If you're new to the blog please click on the following link to read about Jaylan Khristian's backstory.

http://jaylankhristian-ourblessing.blogspot.com/2011/07/our-backstory-of-jaylan-khristian.html







Tuesday, October 4, 2011

Day 4 at ACH...We're back at Your throne BOLDLY and specifically...

Like a ship that's tossed and driven, battered by an angry sea.  When the storms of life are raging, and the fury falls on me.  I wonder what I have done, to make this race so hard to run.  Then I say, to my soul don't worry Oh, the Lord will make a way somehow.

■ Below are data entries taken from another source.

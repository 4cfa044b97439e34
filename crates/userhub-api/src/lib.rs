//! # userhub-api
//!
//! HTTP API layer for UserHub built on Axum.
//!
//! Provides the user CRUD endpoints, request-body validation, the fixed
//! `{code, message}` error body, request logging middleware, and the
//! server lifecycle (signal-driven bounded graceful shutdown).

pub mod dto;
pub mod error;
pub mod extractors;
pub mod handlers;
pub mod middleware;
pub mod router;
pub mod server;
pub mod state;

pub use router::build_router;
pub use state::AppState;
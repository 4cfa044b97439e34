//! Health endpoint tests.

use http::{Method, StatusCode};

use crate::helpers::TestApp;

#[tokio::test]
async fn test_health_reports_ok() {
    let app = TestApp::new();

    let (status, body) = app.request_json(Method::GET, "/health", None).await;

    assert_eq!(status, StatusCode::OK);
    assert_eq!(body["status"], "ok");
    assert!(body["version"].is_string());
}
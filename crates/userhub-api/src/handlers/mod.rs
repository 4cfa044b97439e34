//! HTTP request handlers.

pub mod health;
pub mod user;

Yes Jay the angry sea is all around you.  Your storms are raging and you don't even know it.  Mama knows your race is hard and I wish I could run it for you, but we trust God, that He has your soul.  We trust God that He's running your race.  Don't worry baby girl, the Lord will make a way.  God got this and God got you.  You're covered. 
Love Mama

I think I sing this song about 20 times a day to Jay. It comforts her and settles her down.  She calms down and stares at me as if she's saying "okay mama".  Priceless.  Yesterday was a really tough day for us.  Her doctor feels that everything that's happening is just the progression of her disease.  We are out of ICU and in a regular room since all of her tests came back negative for infection.  Thankfully last night Jay had a pretty good night.  I'm sure she's so worn out from everyone touching her and invading her space.  I think she eventually got up to a pound and a half of fluid and finally it's starting to go down.  I can't imagine how miserable she must feel I just pray that God comforts her to no end.  We should get her swallow study done today although the speech therapist isn't sure if it will help anything.   Thicker liquids are usually good to help a baby not aspirate but in Jay's case she already has so much secretion in the back of her throat (very common for trisomy babies) that the thicker liquid isn't helping her. This secretion tends to weaken their lungs until they just stop breathing.  It could have possibly had something to do with her not being able to take the next breath last Saturday morning.  We should be getting dismissed today, but we haven't seen a doctor.  We have lots of hard decisions to make.  Decisions that a mom or dad would never want to make.  Right now, we are coming boldly and specifically before His throne of grace asking that God opens her airway Himself.  Reduce the secretion, Mold her heart, Develop that brain, Strengthen those lungs dear Lord, ease her pain, hold her in Your arms Lord.  We trust you.  We believe in Your Almighty power.  We are thankful Lord.  Thankful for Your showering grace.  Thankful for the blessing of Life.  Thankful for the purity of Your goodness.  We need wisdom Lord.  We need guidance to make the right decisions in baby girl's life.  Not decisions about what we think should be done, but decisions that follow the plan that You formed so long ago.  Keep Your Spirit and Your angels encamped all around her Lord.  Keep her peaceful at all times Lord. You know her needs.  SHE needs You.  Lord You are the greatest and we trust You.  Move us out of Your way to do what You do because You do it best.  Clean our hearts Lord and receive our prayer.  In Jesus name!  God is good.